◆ **About this task**: Your answer should consist of the lines below that hold the word "unclipped".

Entries taken from a collection
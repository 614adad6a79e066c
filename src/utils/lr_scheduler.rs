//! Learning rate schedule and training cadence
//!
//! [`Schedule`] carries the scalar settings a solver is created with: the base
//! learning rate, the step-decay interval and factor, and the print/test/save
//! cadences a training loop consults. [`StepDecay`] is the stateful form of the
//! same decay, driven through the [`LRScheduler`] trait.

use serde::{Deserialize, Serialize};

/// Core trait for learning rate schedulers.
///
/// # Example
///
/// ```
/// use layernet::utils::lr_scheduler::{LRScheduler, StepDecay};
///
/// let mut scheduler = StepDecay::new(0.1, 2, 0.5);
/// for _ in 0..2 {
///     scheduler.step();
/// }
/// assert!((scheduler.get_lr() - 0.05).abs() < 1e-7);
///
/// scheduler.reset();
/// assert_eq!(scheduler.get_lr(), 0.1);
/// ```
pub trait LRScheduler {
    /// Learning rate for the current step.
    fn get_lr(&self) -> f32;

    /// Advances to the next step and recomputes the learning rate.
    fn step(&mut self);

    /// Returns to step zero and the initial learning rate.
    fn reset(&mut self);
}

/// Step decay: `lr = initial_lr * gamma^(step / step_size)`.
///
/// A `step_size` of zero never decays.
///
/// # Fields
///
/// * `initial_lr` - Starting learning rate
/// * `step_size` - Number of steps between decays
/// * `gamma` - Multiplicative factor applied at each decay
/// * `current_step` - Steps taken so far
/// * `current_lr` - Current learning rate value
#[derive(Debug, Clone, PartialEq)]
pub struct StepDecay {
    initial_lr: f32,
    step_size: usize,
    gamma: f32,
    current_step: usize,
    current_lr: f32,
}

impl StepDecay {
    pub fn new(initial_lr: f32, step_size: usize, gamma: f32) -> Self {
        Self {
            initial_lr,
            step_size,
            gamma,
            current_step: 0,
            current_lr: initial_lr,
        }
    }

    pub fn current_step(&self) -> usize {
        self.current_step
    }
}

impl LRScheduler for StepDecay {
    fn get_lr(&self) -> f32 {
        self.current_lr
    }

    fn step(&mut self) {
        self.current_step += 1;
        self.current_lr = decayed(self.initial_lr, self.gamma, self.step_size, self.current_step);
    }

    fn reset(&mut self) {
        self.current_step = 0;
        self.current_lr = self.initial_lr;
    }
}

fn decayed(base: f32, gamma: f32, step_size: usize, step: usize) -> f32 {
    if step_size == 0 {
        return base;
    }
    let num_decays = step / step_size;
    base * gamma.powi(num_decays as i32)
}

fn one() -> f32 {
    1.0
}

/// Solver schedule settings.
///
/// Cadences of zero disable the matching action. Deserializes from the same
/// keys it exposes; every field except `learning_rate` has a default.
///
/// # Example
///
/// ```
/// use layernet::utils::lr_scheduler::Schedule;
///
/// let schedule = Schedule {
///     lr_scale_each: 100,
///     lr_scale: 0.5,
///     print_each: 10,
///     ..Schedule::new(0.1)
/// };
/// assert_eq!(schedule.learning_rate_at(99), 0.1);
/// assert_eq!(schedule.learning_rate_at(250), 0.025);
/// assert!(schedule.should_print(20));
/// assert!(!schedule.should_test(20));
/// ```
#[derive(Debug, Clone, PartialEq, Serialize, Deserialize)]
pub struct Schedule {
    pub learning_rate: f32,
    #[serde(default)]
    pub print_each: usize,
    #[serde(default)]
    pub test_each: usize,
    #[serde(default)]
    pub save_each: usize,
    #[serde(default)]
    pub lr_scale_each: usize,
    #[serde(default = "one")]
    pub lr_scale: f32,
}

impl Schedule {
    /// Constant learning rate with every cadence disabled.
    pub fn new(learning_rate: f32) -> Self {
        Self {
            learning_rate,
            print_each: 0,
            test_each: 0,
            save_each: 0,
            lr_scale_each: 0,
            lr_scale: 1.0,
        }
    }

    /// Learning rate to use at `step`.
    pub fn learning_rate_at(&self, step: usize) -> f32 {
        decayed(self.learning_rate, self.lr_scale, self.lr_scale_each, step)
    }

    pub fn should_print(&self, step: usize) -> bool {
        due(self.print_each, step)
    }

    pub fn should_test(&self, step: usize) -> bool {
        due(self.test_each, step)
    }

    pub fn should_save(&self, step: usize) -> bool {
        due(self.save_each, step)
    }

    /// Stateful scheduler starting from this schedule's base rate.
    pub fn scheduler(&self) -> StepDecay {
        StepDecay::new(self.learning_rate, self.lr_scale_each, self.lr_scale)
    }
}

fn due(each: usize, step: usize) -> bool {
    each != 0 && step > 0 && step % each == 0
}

--

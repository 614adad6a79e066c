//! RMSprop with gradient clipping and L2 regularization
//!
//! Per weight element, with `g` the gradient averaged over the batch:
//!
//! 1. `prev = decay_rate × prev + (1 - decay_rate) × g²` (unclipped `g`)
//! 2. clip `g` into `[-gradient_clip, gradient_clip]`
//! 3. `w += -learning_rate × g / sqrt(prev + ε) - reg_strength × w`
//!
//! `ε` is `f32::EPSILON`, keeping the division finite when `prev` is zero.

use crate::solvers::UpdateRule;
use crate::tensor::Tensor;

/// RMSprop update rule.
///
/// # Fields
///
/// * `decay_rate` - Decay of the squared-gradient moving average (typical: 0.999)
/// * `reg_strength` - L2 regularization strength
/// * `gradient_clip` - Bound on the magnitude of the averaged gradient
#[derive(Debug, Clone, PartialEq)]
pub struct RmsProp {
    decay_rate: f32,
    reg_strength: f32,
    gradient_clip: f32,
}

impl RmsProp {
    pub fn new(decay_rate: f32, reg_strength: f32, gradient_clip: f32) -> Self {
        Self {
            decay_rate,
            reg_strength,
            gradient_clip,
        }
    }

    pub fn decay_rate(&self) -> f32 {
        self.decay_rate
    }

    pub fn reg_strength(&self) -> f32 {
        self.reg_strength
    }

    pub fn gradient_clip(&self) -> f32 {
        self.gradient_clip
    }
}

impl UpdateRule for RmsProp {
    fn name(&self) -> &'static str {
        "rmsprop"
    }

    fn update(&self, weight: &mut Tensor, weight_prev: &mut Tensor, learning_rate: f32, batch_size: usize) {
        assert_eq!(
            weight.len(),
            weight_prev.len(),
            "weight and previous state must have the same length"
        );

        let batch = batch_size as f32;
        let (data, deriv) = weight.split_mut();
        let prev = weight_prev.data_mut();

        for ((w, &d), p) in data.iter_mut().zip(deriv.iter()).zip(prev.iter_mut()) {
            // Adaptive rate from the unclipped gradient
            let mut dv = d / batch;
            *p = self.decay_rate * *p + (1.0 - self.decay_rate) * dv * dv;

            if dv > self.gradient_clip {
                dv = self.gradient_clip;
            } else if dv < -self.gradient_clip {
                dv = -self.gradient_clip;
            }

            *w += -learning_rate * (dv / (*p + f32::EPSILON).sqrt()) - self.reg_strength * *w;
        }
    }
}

◆ **Output of the task**:
//! 1. `prev = decay_rate × prev + (1 - decay_rate) × g²` (unclipped `g`)
            // Adaptive rate from the unclipped gradient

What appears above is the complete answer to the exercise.